Lash zerriss es das Herz, als Javier seine Hand ausstreckte und sie in Janes legte. Es war lange her, dass er jemanden so selbstlos hatte handeln sehen. Er sah sich im Flugzeug um in der Erwartung, Jeremy zu sehen. Da er nicht anwesend war, gab es vielleicht noch Hoffnung für das kleine Mädchen und die anderen.
Das Flugzeug bebte heftig und die Stewardessen liefen die Gänge hinunter, um die Fluggäste aufzufordern, ihre Sicherheitsgurte anzulegen. Dann eilten sie zu ihren eigenen Sitzen und schnallten sich selbst an.
Es gab einen lauten Knall, gefolgt vom Kreischen zerreißenden Metalls. Schreie erfüllten die Kabine und gelbe Sauerstoffmasken fielen von der Decke.
Jane ließ Javiers Hand einen Moment lang los, um ihre Maske aufzusetzen und er begann zu weinen. Lash lehnte sich vor und flüsterte: »Hab keine Angst. Ich bin für dich da.«
Javier weinte immer noch laut, als Lash sich über ihn beugte. Er sah hinüber zu Jane, deren zitternde Hände die gelbe Maske über ihr Gesicht zogen. Als sie fertig war, beugte sie sich nach hinten und streckte ihre Hand nach Javier aus. »Setz deine Maske auf!«, rief sie.
Javier ergriff ihre Hand und sah sie mit verständnislosem Gesichtsausdruck an.

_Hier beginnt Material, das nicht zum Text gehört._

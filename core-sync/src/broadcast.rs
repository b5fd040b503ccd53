//! # Device Change Broadcast Rules
//!
//! Decides whether an incoming cross-device change should be applied
//! locally.
//!
//! ## Overview
//!
//! Every outgoing change carries a fresh one-shot correlation token. When a
//! change comes back around through the backend's fan-out, the token match
//! identifies it as this device's own echo and it is dropped; the token is
//! consumed by that match, so a later change reusing the same document still
//! applies. Independently, last-write-wins staleness drops changes strictly
//! older than the local copy.

use std::sync::Mutex;

use chrono::{DateTime, Utc};
use serde::{Deserialize, Serialize};
use serde_json::Value;
use tracing::debug;
use uuid::Uuid;

/// Type-safe device identifier
#[derive(Debug, Clone, Copy, PartialEq, Eq, Hash, Serialize, Deserialize)]
pub struct DeviceId(Uuid);

impl DeviceId {
    pub fn new() -> Self {
        Self(Uuid::new_v4())
    }

    pub fn as_str(&self) -> String {
        self.0.to_string()
    }
}

impl Default for DeviceId {
    fn default() -> Self {
        Self::new()
    }
}

impl std::fmt::Display for DeviceId {
    fn fmt(&self, f: &mut std::fmt::Formatter<'_>) -> std::fmt::Result {
        write!(f, "{}", self.0)
    }
}

/// One document change travelling between devices
#[derive(Debug, Clone, Serialize, Deserialize)]
pub struct ChangeEnvelope {
    /// One-shot correlation token identifying the originating send
    pub token: Uuid,
    pub collection: String,
    pub document_id: String,
    pub data: Value,
    pub modified_at: DateTime<Utc>,
    pub origin_device: DeviceId,
}

/// What to do with an incoming change
#[derive(Debug, Clone, Copy, PartialEq, Eq)]
pub enum ApplyDecision {
    /// Apply the change locally
    Apply,
    /// This device's own change echoed back; drop it
    SelfEcho,
    /// Strictly older than the local copy; drop it
    Stale,
}

/// Per-process originator of outgoing changes and gatekeeper for incoming ones
pub struct ChangeBroadcaster {
    device_id: DeviceId,
    last_token: Mutex<Option<Uuid>>,
}

impl ChangeBroadcaster {
    pub fn new() -> Self {
        Self {
            device_id: DeviceId::new(),
            last_token: Mutex::new(None),
        }
    }

    pub fn device_id(&self) -> DeviceId {
        self.device_id
    }

    /// Wrap an outgoing change in an envelope with a fresh token.
    ///
    /// The token replaces any previously recorded one; only the most recent
    /// send is echo-protected.
    pub fn originate(
        &self,
        collection: &str,
        document_id: &str,
        data: Value,
        modified_at: DateTime<Utc>,
    ) -> ChangeEnvelope {
        let token = Uuid::new_v4();
        {
            let mut last = self.last_token.lock().unwrap();
            *last = Some(token);
        }
        ChangeEnvelope {
            token,
            collection: collection.to_string(),
            document_id: document_id.to_string(),
            data,
            modified_at,
            origin_device: self.device_id,
        }
    }

    /// Decide whether an incoming change applies locally.
    ///
    /// `local_modified_at` is the modification instant of the local copy, if
    /// any. Self-echo wins over staleness; a matching token is consumed.
    pub fn evaluate(
        &self,
        incoming: &ChangeEnvelope,
        local_modified_at: Option<DateTime<Utc>>,
    ) -> ApplyDecision {
        {
            let mut last = self.last_token.lock().unwrap();
            if *last == Some(incoming.token) {
                *last = None;
                debug!(
                    document_id = %incoming.document_id,
                    "Dropping self-echoed change"
                );
                return ApplyDecision::SelfEcho;
            }
        }

        if let Some(local) = local_modified_at {
            if incoming.modified_at < local {
                debug!(
                    document_id = %incoming.document_id,
                    "Dropping stale incoming change"
                );
                return ApplyDecision::Stale;
            }
        }

        ApplyDecision::Apply
    }
}

impl Default for ChangeBroadcaster {
    fn default() -> Self {
        Self::new()
    }
}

Jane blickte ihm direkt in die Augen und zeigte auf das schwebende gelbe Stück Plastik. »Setz sie auf.«
Javier nickte und zog sich die Maske panisch übers Gesicht. Ein lautes Krachen ertönte.
Die Schreie erstarben im Ansatz. Javiers Augen weiteten sich und Jane drehte sich um, um zu sehen, was er anstarrte. Sie gab einen hohen Schrei von sich. Rotes und oranges Flackern wurde von Javiers Maske reflektiert und Lash versteifte sich. Hitze prallte auf seinen Körper. Er drehte sich um, bereit, abzuwehren, was auch immer den Jungen in Gefahr brachte. Sein Magen verkrampfte sich, als eine Woge von Flammen durch den Gang auf sie zurollte.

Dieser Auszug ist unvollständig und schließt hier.